I, at that point started to wonder if a trend was starting to form in my mind about who answers which…

In multiple social media polls on A to Z Sports, we’ve seen the answer of “turn off injuries” win the head to head by around 60-65% of the votes.

As Titans media mingled about before practice began, the conversation continued. Paul Kuharsky sided with me and the public vote. Nick Suss leaned towards the side of Easton and Saleh.

I asked former 11 year NFL offensive lineman, Ramon Foster, the new Titans radio color analyst, about his thoughts. No injuries. “I, we can overcome some turnovers.”

Ramon’s thoughts as a player went to his personal experience as did Saleh’s coaching experience, but on opposite sides. Ramon mentioned some of the most talented Pittsburgh Steelers teams he was on came up short because too many of the higher level players went down with injuries.

Saleh made his way BACK to me on the practice field during team stretch to follow up with more thoughts. It was clearly an entertaining, thought provoking exercise to him.

He wanted to make it clear: quarterback injuries don’t count, he said with a laugh.

Everyone in football knows how detrimental losing a franchise quarterback can be to a team. Just look up the 2023 New York Jets, head coached by Robert Saleh.

“No injuries or No turnovers” categorized into four buckets of different football people

I had now started to gather more thoughts from others and saw how this was exploding on social media, snagged out of the air by everyone’s favorite aggregator accounts like Carnell Tate catching a football.

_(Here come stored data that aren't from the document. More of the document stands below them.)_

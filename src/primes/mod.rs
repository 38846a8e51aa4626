/// Trial division primality test.
pub fn is_prime(n: u64) -> bool {
    match n {
        0 | 1 => false,
        2 | 3 => true,
        _ if n % 2 == 0 => false,
        _ => {
            let mut i = 3;
            while i <= n / i {
                if n % i == 0 {
                    return false;
                }
                i += 2;
            }
            true
        }
    }
}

Four buckets of people started to form. This doesn’t fit everyone, obviously. We have a young sample size, but in it’s simplest form, here are the four buckets:

  • Coaches: more likely to pick “no turnovers” because of its tie to wins/losses
  • Players: more likely to pick “no injuries” because it involves them and they don’t wanna lose “their guys” they trust most to win games
  • Consumers/fans/media: who are winning at all cost focused are more likely to choose “no turnovers”
  • Consumers/fans/media: who watch the game of football to see best vs best, may the best win are more likely to choose “no injuries”  

All four are represented, in order, by Robert Saleh, Ramon Foster, Easton Freeze, and me.

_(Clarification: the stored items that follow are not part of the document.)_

use rand::seq::index;
use rand::Rng;
use serde::Deserialize;
use std::ffi::OsString;
use std::fmt;
use std::fs;
use std::path::{Path, PathBuf};
use std::process::Command;
use std::str::FromStr;

use crate::disks::DiskSet;
use crate::error::Result as HarnessResult;
use crate::primes::is_prime;

/// Disks every array carries on top of its data disks.
pub const REDUNDANCY_DISKS: usize = 3;

#[derive(Debug, Clone, thiserror::Error, PartialEq)]
pub enum ConfigError {
    #[error("dimension + 1 should be prime, got dimension {0}")]
    InvalidDimension(usize),
    #[error("mode should be either l or r, got {0:?}")]
    InvalidMode(String),
    #[error("cannot fail {failures} of {code_length} disks")]
    TooManyFailures { failures: usize, code_length: usize },
    #[error("block size must be positive")]
    InvalidBlockSize,
    #[error("rw ratio should lie in [0, 1], got {0}")]
    InvalidRwRatio(f64),
    #[error("disk capacity of {n_blocks} blocks of {block_size} bytes does not fit in 64 bits")]
    CapacityOverflow { block_size: u64, n_blocks: u64 },
}

/// Access pattern of the benchmark.
#[derive(Debug, Clone, Copy, PartialEq, Eq, Hash)]
pub enum Mode {
    Local,
    Remote,
}

impl Mode {
    /// Token passed to the engine and written to the results file.
    pub fn token(&self) -> &'static str {
        match self {
            Mode::Local => "l",
            Mode::Remote => "r",
        }
    }
}

impl FromStr for Mode {
    type Err = ConfigError;

    fn from_str(s: &str) -> Result<Self, Self::Err> {
        match s {
            "l" => Ok(Mode::Local),
            "r" => Ok(Mode::Remote),
            _ => Err(ConfigError::InvalidMode(s.to_string())),
        }
    }
}

impl fmt::Display for Mode {
    fn fmt(&self, f: &mut fmt::Formatter<'_>) -> fmt::Result {
        f.write_str(self.token())
    }
}

/// The two engine invocations of a trial, in the order they must run.
#[derive(Debug, Clone, Copy, PartialEq, Eq)]
pub enum Phase {
    Initialize,
    Benchmark,
}

impl fmt::Display for Phase {
    fn fmt(&self, f: &mut fmt::Formatter<'_>) -> fmt::Result {
        match self {
            Phase::Initialize => f.write_str("initialize"),
            Phase::Benchmark => f.write_str("benchmark"),
        }
    }
}

/// Engine-wide knobs that stay fixed across a sweep.
#[derive(Deserialize, Debug, Clone, PartialEq)]
#[serde(default)]
pub struct EngineSettings {
    pub raid_type: String,
    pub max_concurrent_threads: u32,
    /// Blocks per disk; disk capacity is this times the block size.
    pub n_blocks: u64,
    pub benchmark_seconds: u64,
}

impl Default for EngineSettings {
    fn default() -> Self {
        EngineSettings {
            raid_type: "RTP".to_string(),
            max_concurrent_threads: 1,
            n_blocks: 10_000,
            benchmark_seconds: 10,
        }
    }
}

/// A program and its arguments, ready to be spawned.
#[derive(Debug, Clone, PartialEq)]
pub struct Invocation {
    pub program: PathBuf,
    pub args: Vec<OsString>,
}

impl Invocation {
    pub fn command(&self) -> Command {
        let mut cmd = Command::new(&self.program);
        cmd.args(&self.args);
        cmd
    }
}

impl fmt::Display for Invocation {
    fn fmt(&self, f: &mut fmt::Formatter<'_>) -> fmt::Result {
        write!(f, "{}", self.program.display())?;
        for arg in &self.args {
            write!(f, " {}", arg.to_string_lossy())?;
        }
        Ok(())
    }
}

/// Parameters of one planned trial.
///
/// Always valid once built: `dimension + 1` is prime, the failures fit in
/// the array and the rw ratio is a fraction.
#[derive(Debug, Clone, PartialEq)]
pub struct Config {
    dimension: usize,
    block_size: u64,
    failures: usize,
    mode: Mode,
    rw_ratio: f64,
}

impl Config {
    pub fn new(
        dimension: usize,
        block_size: u64,
        failures: usize,
        mode: &str,
        rw_ratio: f64,
    ) -> Result<Self, ConfigError> {
        let modulus = (dimension as u64).checked_add(1);
        if !modulus.map(is_prime).unwrap_or(false) {
            return Err(ConfigError::InvalidDimension(dimension));
        }
        let mode = mode.parse::<Mode>()?;
        if block_size == 0 {
            return Err(ConfigError::InvalidBlockSize);
        }
        if !(0.0..=1.0).contains(&rw_ratio) {
            return Err(ConfigError::InvalidRwRatio(rw_ratio));
        }
        let code_length = dimension
            .checked_add(REDUNDANCY_DISKS)
            .ok_or(ConfigError::InvalidDimension(dimension))?;
        if failures > code_length {
            return Err(ConfigError::TooManyFailures { failures, code_length });
        }

        Ok(Config {
            dimension,
            block_size,
            failures,
            mode,
            rw_ratio,
        })
    }

    pub fn dimension(&self) -> usize {
        self.dimension
    }

    pub fn block_size(&self) -> u64 {
        self.block_size
    }

    pub fn failures(&self) -> usize {
        self.failures
    }

    pub fn mode(&self) -> Mode {
        self.mode
    }

    pub fn rw_ratio(&self) -> f64 {
        self.rw_ratio
    }

    /// Total number of disks in the array.
    pub fn code_length(&self) -> usize {
        self.dimension + REDUNDANCY_DISKS
    }

    /// Draws `failures` distinct disk indices to mark offline.
    pub fn sample_offline<R: Rng + ?Sized>(&self, rng: &mut R) -> Vec<usize> {
        let mut offline = index::sample(rng, self.code_length(), self.failures).into_vec();
        offline.sort_unstable();
        offline
    }

    /// Size in bytes of each backing disk.
    pub fn disk_capacity(&self, engine: &EngineSettings) -> Result<u64, ConfigError> {
        self.block_size
            .checked_mul(engine.n_blocks)
            .ok_or(ConfigError::CapacityOverflow {
                block_size: self.block_size,
                n_blocks: engine.n_blocks,
            })
    }

    /// Renders the engine configuration file with the given disks offline.
    pub fn render(
        &self,
        engine: &EngineSettings,
        disks: &DiskSet,
        offline: &[usize],
    ) -> Result<String, ConfigError> {
        let raid = &engine.raid_type;
        let mut out = format!(
            "DiskCapacity = {}\nMaxConcurrentThreads = {}\nRAIDType = {}\n\n{} {{\n    Dimension = {}\n    StripeUnitSize = {}\n}}\n",
            self.disk_capacity(engine)?,
            engine.max_concurrent_threads,
            raid,
            raid,
            self.dimension,
            self.block_size,
        );
        for i in 0..self.code_length() {
            out.push_str(&format!(
                "\ndisk {{\n    file = \"{}\"\n    online = {}\n}}\n",
                disks.disk_path(i).display(),
                !offline.contains(&i),
            ));
        }

        Ok(out)
    }

    /// Writes the configuration file to `path` with a freshly sampled set of
    /// offline disks, which is returned.
    ///
    /// Every call draws a new sample from `rng`.
    pub fn write<R: Rng + ?Sized>(
        &self,
        path: &Path,
        engine: &EngineSettings,
        disks: &DiskSet,
        rng: &mut R,
    ) -> HarnessResult<Vec<usize>> {
        let offline = self.sample_offline(rng);
        let contents = self.render(engine, disks, &offline)?;
        fs::write(path, contents)?;
        Ok(offline)
    }

    /// Builds the engine command line for `phase`.
    pub fn invocation(
        &self,
        executable: &Path,
        config_path: &Path,
        phase: Phase,
        engine: &EngineSettings,
    ) -> Invocation {
        let mut args: Vec<OsString> = vec![config_path.into()];
        match phase {
            Phase::Initialize => args.push("i".into()),
            Phase::Benchmark => {
                args.push("b".into());
                args.push(self.mode.token().into());
                args.push("a".into());
                args.push(format_ratio(self.rw_ratio).into());
                args.push(self.block_size.to_string().into());
                args.push(engine.max_concurrent_threads.to_string().into());
                args.push(engine.benchmark_seconds.to_string().into());
            }
        }

        Invocation {
            program: executable.to_path_buf(),
            args,
        }
    }
}

/// Shortest round-trip rendering of a ratio, always with a decimal point.
pub fn format_ratio(ratio: f64) -> String {
    format!("{:?}", ratio)
}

Saleh and Easton have nearly the same exact philosophy on why they choose “no turnovers”. The difference between the best players in the league and practice squad players is not about talent. It’s about opportunity. It’s about experience when getting that opportunity and knowing how to seize it. Coaches, at their core, believe they can help support a backup level player elevated due to injury if they know the ultimate disaster play of a turnover is eliminated.

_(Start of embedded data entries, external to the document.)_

use raid_benchmark_rs::sweep::{HarnessConfig, SweepGrid};
use std::fs;
use std::os::unix::fs::PermissionsExt;
use std::path::{Path, PathBuf};

/// Stand-in for the engine: logs its arguments, creates the configured disk
/// images on initialize and reports throughput on benchmark. The benchmark's
/// write user time echoes the rw ratio it was given.
const ENGINE_SCRIPT: &str = r#"#!/bin/sh
echo "$*" >> "@LOG@"
case "$2" in
  i)
    @INIT@
    grep 'file = ' "$1" | sed 's/.*"\(.*\)".*/\1/' | while read -r f; do : > "$f"; done
    ;;
  b)
    printf 'Benchmark finished\n'
    printf 'READ throughput (bytes/s): 1.5e+09\t1.4e+09\t9e+08\n'
    printf 'WRITE throughput (bytes/s): %s\t2\t3\n' "$5"
    ;;
esac
"#;

pub fn calls_log(dir: &Path) -> PathBuf {
    dir.join("calls.log")
}

/// Writes an executable engine script whose initialize phase first runs
/// `init` (pass an empty string for a well-behaved engine).
pub fn write_engine(dir: &Path, init: &str) -> PathBuf {
    let path = dir.join("testbed");
    let script = ENGINE_SCRIPT
        .replace("@LOG@", &calls_log(dir).to_string_lossy())
        .replace("@INIT@", init);
    fs::write(&path, script).unwrap();
    fs::set_permissions(&path, fs::Permissions::from_mode(0o755)).unwrap();
    path
}

pub fn harness(dir: &Path, executable: PathBuf) -> HarnessConfig {
    let mut harness = HarnessConfig {
        executable,
        output_file: Some(dir.join("RTP.csv")),
        config_path: dir.join("raid.conf"),
        disks_dir: dir.join("disks"),
        grid: SweepGrid {
            dimensions: vec![2, 4],
            block_sizes: vec![32],
            failures: vec![1],
            modes: vec!["l".to_string(), "r".to_string()],
            rw_ratios: vec![0.5],
        },
        ..HarnessConfig::default()
    };
    harness.engine.benchmark_seconds = 0;
    harness
}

Ramon and I see it similarly too. With his actual NFL experience, it comes down to knowing and trusting the player beside you and believing your best players give you the best chance to win.

In my opinion, if both teams have their best players and other team’s get the best of me, they force our team into a mistake, then tip of the cap. I’m more accepting of losing best vs best than losing with the unknown of “what if our best player(s) were healthy?”

There are many examples that expose each answer. I’ll pick the easiest ones.

Saleh isn’t wrong. San Fran was beat up bad, limping its way to a 12-5 regular season record with a road playoff win in Philadelphia. However, the next week was it. The soon-to-be Super Bowl champion Seattle Seahawks took the 49ers out of their misery with a 41-6 obliteration. All because the 49ers were the most injured team in football.

The 2021 Titans set the NFL record for most total players to be on the roster in one regular season, because Mike Vrabel’s squad was the most injured team in NFL history that year. STILL the Titans won 11 games and earned the top seed in the AFC Playoffs. In that first playoff game against the Cincinnati Bengals the Titans were back to full (roster) strength. QB Ryan Tannehill threw three back breaking interceptions. The Titans were toast.